1. In a mail processing machine having an interactive display, a microprocessor based control system, and input means including a barcode reader and an associated barcode chart, said barcode chart including barcodes respectively associated with alpha-numeric characters, said barcode chart including additional barcodes respectively associated with individual mail processing machine commands for controlling said mail processing machine, the improvement comprising:
said barcode chart including at least one preset barcode associated with a preset configuration of said mail processing machine, said preset barcode associated with a plurality of said mail processing machine commands,
a separate barcode chart associated with a batch of mail and having said preset barcode thereon for providing job preset configuring information in respect of processing of said associated batch of mail,
said barcode chart including additional barcodes respectively associated with selected accounts on said mail processing machine,
said microprocessor based control system for converting said barcodes read by said barcode reader from said barcode chart into corresponding mail processing machine input information.

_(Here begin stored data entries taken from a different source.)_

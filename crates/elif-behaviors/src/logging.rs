//! Logging bootstrap
//!
//! Installs a `tracing` subscriber so the change-log lines and the flush
//! pipeline diagnostics end up somewhere. Libraries embedding the behaviors
//! usually install their own subscriber and never call this.

use std::io;
use tracing_subscriber::{fmt::Layer, layer::SubscriberExt, util::SubscriberInitExt, EnvFilter};

/// Logging configuration for behavior diagnostics
#[derive(Debug, Clone)]
pub struct LoggingConfig {
    /// Log level filter (e.g., "info", "debug", "warn")
    pub level: String,
    /// Emit JSON lines instead of plain text
    pub json_format: bool,
    /// Environment filter (supports filters like "elif_behaviors=debug")
    pub env_filter: Option<String>,
}

impl Default for LoggingConfig {
    fn default() -> Self {
        Self {
            level: "info".to_string(),
            json_format: false,
            env_filter: None,
        }
    }
}

impl LoggingConfig {
    /// Verbose plain text output
    pub fn development() -> Self {
        Self {
            level: "debug".to_string(),
            json_format: false,
            env_filter: Some("elif_behaviors=debug".to_string()),
        }
    }

    /// JSON output at info level
    pub fn production() -> Self {
        Self {
            level: "info".to_string(),
            json_format: true,
            env_filter: Some("elif_behaviors=info".to_string()),
        }
    }

    pub fn with_env_filter<S: Into<String>>(mut self, filter: S) -> Self {
        self.env_filter = Some(filter.into());
        self
    }

    fn filter_directive(&self) -> &str {
        self.env_filter.as_deref().unwrap_or(&self.level)
    }
}

/// Install the global subscriber. `RUST_LOG` wins over the configured filter.
///
/// Fails when the filter cannot be parsed or a global subscriber is already set.
pub fn init_logging(config: LoggingConfig) -> Result<(), Box<dyn std::error::Error + Send + Sync>> {
    let filter = EnvFilter::try_from_default_env()
        .or_else(|_| EnvFilter::try_new(config.filter_directive()))?;

    if config.json_format {
        tracing_subscriber::registry()
            .with(filter)
            .with(Layer::new().with_writer(io::stdout).json())
            .try_init()?;
    } else {
        tracing_subscriber::registry()
            .with(filter)
            .with(Layer::new().with_writer(io::stdout))
            .try_init()?;
    }

    tracing::debug!(level = %config.level, json = config.json_format, "Behavior logging initialized");
    Ok(())
}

2. The mail processing machine of claim 1 wherein said microprocessor based control system further comprises:
a motor controller microprocessor,
said programmable host controller microprocessor being further programmed to provide said input information to said motor controller microprocessor.

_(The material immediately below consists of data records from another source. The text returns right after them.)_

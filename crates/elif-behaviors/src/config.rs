//! Behavior configuration
//!
//! Field names mapped by the listeners, the slug suffix separator, an
//! optional probe bound for slug negotiation and the level used for
//! change-log lines. Values come from defaults, environment variables or a
//! YAML document.

use serde::{Deserialize, Serialize};
use std::env;
use tracing::Level;

pub const ENV_SLUG_FIELD: &str = "ELIF_BEHAVIORS_SLUG_FIELD";
pub const ENV_DELETED_AT_FIELD: &str = "ELIF_BEHAVIORS_DELETED_AT_FIELD";
pub const ENV_SLUG_SEPARATOR: &str = "ELIF_BEHAVIORS_SLUG_SEPARATOR";
pub const ENV_MAX_SLUG_ATTEMPTS: &str = "ELIF_BEHAVIORS_MAX_SLUG_ATTEMPTS";
pub const ENV_LOG_LEVEL: &str = "ELIF_BEHAVIORS_LOG_LEVEL";

/// Configuration errors
#[derive(Debug, thiserror::Error)]
pub enum ConfigError {
    #[error("Invalid value for {field}: '{value}', expected {expected}")]
    InvalidValue {
        field: String,
        value: String,
        expected: String,
    },

    #[error("Configuration parsing error: {message}")]
    ParseError { message: String },
}

/// Settings shared by all behavior listeners
#[derive(Debug, Clone, PartialEq, Eq, Serialize, Deserialize)]
#[serde(default)]
pub struct BehaviorsConfig {
    /// Field mapped on sluggable classes; its value comes from `Sluggable::slug`
    pub slug_field: String,
    /// Field mapped on soft-deletable classes; written from `SoftDeletable::deleted_at`
    pub deleted_at_field: String,
    /// Placed between a colliding slug and its numeric suffix
    pub slug_suffix_separator: String,
    /// `None` keeps probing until a free slug is found
    pub max_slug_attempts: Option<u32>,
    /// Level of the change-log lines (trace, debug, info, warn, error)
    pub log_level: String,
}

impl Default for BehaviorsConfig {
    fn default() -> Self {
        Self {
            slug_field: "slug".to_string(),
            deleted_at_field: "deleted_at".to_string(),
            slug_suffix_separator: "-".to_string(),
            max_slug_attempts: None,
            log_level: "info".to_string(),
        }
    }
}

impl BehaviorsConfig {
    pub fn new() -> Self {
        Self::default()
    }

    /// Load configuration from environment variables, falling back to defaults
    pub fn from_env() -> Result<Self, ConfigError> {
        let mut config = Self::new();

        if let Ok(field) = env::var(ENV_SLUG_FIELD) {
            config.slug_field = field;
        }

        if let Ok(field) = env::var(ENV_DELETED_AT_FIELD) {
            config.deleted_at_field = field;
        }

        if let Ok(separator) = env::var(ENV_SLUG_SEPARATOR) {
            config.slug_suffix_separator = separator;
        }

        if let Ok(attempts) = env::var(ENV_MAX_SLUG_ATTEMPTS) {
            let parsed = attempts.parse::<u32>().map_err(|_| ConfigError::InvalidValue {
                field: "max_slug_attempts".to_string(),
                value: attempts.clone(),
                expected: "positive integer".to_string(),
            })?;
            config.max_slug_attempts = Some(parsed);
        }

        if let Ok(level) = env::var(ENV_LOG_LEVEL) {
            config.log_level = level;
        }

        config.validate()?;
        Ok(config)
    }

    /// Parse configuration from a YAML document
    pub fn from_yaml_str(source: &str) -> Result<Self, ConfigError> {
        let config: Self = serde_yaml::from_str(source).map_err(|e| ConfigError::ParseError {
            message: e.to_string(),
        })?;
        config.validate()?;
        Ok(config)
    }

    pub fn validate(&self) -> Result<(), ConfigError> {
        if self.slug_field.trim().is_empty() {
            return Err(ConfigError::InvalidValue {
                field: "slug_field".to_string(),
                value: self.slug_field.clone(),
                expected: "non-empty field name".to_string(),
            });
        }

        if self.deleted_at_field.trim().is_empty() {
            return Err(ConfigError::InvalidValue {
                field: "deleted_at_field".to_string(),
                value: self.deleted_at_field.clone(),
                expected: "non-empty field name".to_string(),
            });
        }

        if self.max_slug_attempts == Some(0) {
            return Err(ConfigError::InvalidValue {
                field: "max_slug_attempts".to_string(),
                value: "0".to_string(),
                expected: "positive integer".to_string(),
            });
        }

        self.level()?;
        Ok(())
    }

    /// Change-log level as a tracing level
    pub fn level(&self) -> Result<Level, ConfigError> {
        match self.log_level.trim().to_lowercase().as_str() {
            "trace" => Ok(Level::TRACE),
            "debug" => Ok(Level::DEBUG),
            "info" => Ok(Level::INFO),
            "warn" | "warning" => Ok(Level::WARN),
            "error" => Ok(Level::ERROR),
            _ => Err(ConfigError::InvalidValue {
                field: "log_level".to_string(),
                value: self.log_level.clone(),
                expected: "trace, debug, info, warn, or error".to_string(),
            }),
        }
    }
}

3. The mail processing machine of claim 2 wherein said microprocessor based control system further comprises:
a sensor controller microprocessor,
said programmable host controller microprocessor being further programmed to provide said input information to said sensor controller microprocessor.
4. The mail processing machine of claim 3 wherein said microprocessor based control system further comprises:
a motor controller microprocessor,
said programmable host controller microprocessor being further programmed to provide said input information to said motor controller microprocessor.

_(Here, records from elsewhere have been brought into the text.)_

//! Typed repository over an entity manager

use std::fmt;
use std::marker::PhantomData;

use super::filterable::{Filterable, Filters};
use crate::entity::{EntityClass, EntityId};
use crate::entity_manager::EntityManager;
use crate::error::BehaviorResult;
use crate::filter::FilterQuery;
use crate::unit_of_work::EntityHandle;

/// Lookups for one entity class, filtered through `F`
///
/// Results are handles managed by the entity manager passed to each call.
pub struct EntityRepository<T, F> {
    filters: F,
    _entity: PhantomData<fn() -> T>,
}

impl<T: EntityClass, F: Filterable> EntityRepository<T, F> {
    pub fn new(filters: F) -> Self {
        Self {
            filters,
            _entity: PhantomData,
        }
    }

    pub fn filters(&self) -> &F {
        &self.filters
    }

    pub async fn find(
        &self,
        manager: &mut EntityManager,
        id: EntityId,
    ) -> BehaviorResult<Option<EntityHandle>> {
        manager.find::<T>(id).await
    }

    /// Every record of the class, ordered by identifier
    pub async fn find_all(&self, manager: &mut EntityManager) -> BehaviorResult<Vec<EntityHandle>> {
        manager
            .filter::<T>(&self.filters.create_filter_query())
            .await
    }

    pub async fn find_by_filters(
        &self,
        manager: &mut EntityManager,
        filters: &Filters,
    ) -> BehaviorResult<Vec<EntityHandle>> {
        let query = self.filters.filter_by(filters, None);
        manager.filter::<T>(&query).await
    }

    pub async fn count_by_filters(
        &self,
        manager: &mut EntityManager,
        filters: &Filters,
    ) -> BehaviorResult<u64> {
        let query = self.filters.filter_by(filters, None);
        manager.count::<T>(&query).await
    }

    /// Run a hand-built query extended with `filters`
    pub async fn find_by_query(
        &self,
        manager: &mut EntityManager,
        query: FilterQuery,
        filters: &Filters,
    ) -> BehaviorResult<Vec<EntityHandle>> {
        let query = self.filters.filter_by(filters, Some(query));
        manager.filter::<T>(&query).await
    }
}

impl<T: EntityClass, F> fmt::Debug for EntityRepository<T, F> {
    fn fmt(&self, f: &mut fmt::Formatter<'_>) -> fmt::Result {
        f.debug_struct("EntityRepository")
            .field("entity", &T::CLASS_NAME)
            .finish()
    }
}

5. A method for controlling a mail processing machine having an interactive display, a microprocessor based control system, and input means including a barcode reader and an associated barcode chart, said barcode chart including barcodes respectively associated with alpha-numeric characters, said barcode chart including additional barcodes respectively associated with individual mail processing machine commands for controlling said mail processing machine, comprising the step(s) of:
(a) providing the barcode chart with at least one preset barcode associated with a preset configuration of said mail processing machine, said preset barcode associated with a plurality of said mail processing machine commands; and
providing said barcode chart with additional barcodes respectively associated with selected accounts on said mail processing machine.
6. The method of claim 5, further comprising the step(s) of:
(c) providing a separate chart including said preset barcode wherein said separate chart is associated with a batch of mail; and
(d) reading said preset barcode from said separate chart for providing job preset configuring information in respect of processing of said associated batch mail.
This application is a continuation of U.S. application Ser. No. 07/985,061, filed on Dec. 3, 1992, which is now abandoned.
The invention relates to interactive user interface systems and more particularly to systems such as mail processing systems having interactive display-keyboards for entering information into the system.
In mail processing systems, like many other microcomputer-based systems, there are required an ever increasing number of operator selectable functions as the systems become more sophisticated. The user interface must have the ability to accommodate the increased functionality while remaining user-friendly. The compromises required seldom provide an optimum interface in respect of one or the other of these demands.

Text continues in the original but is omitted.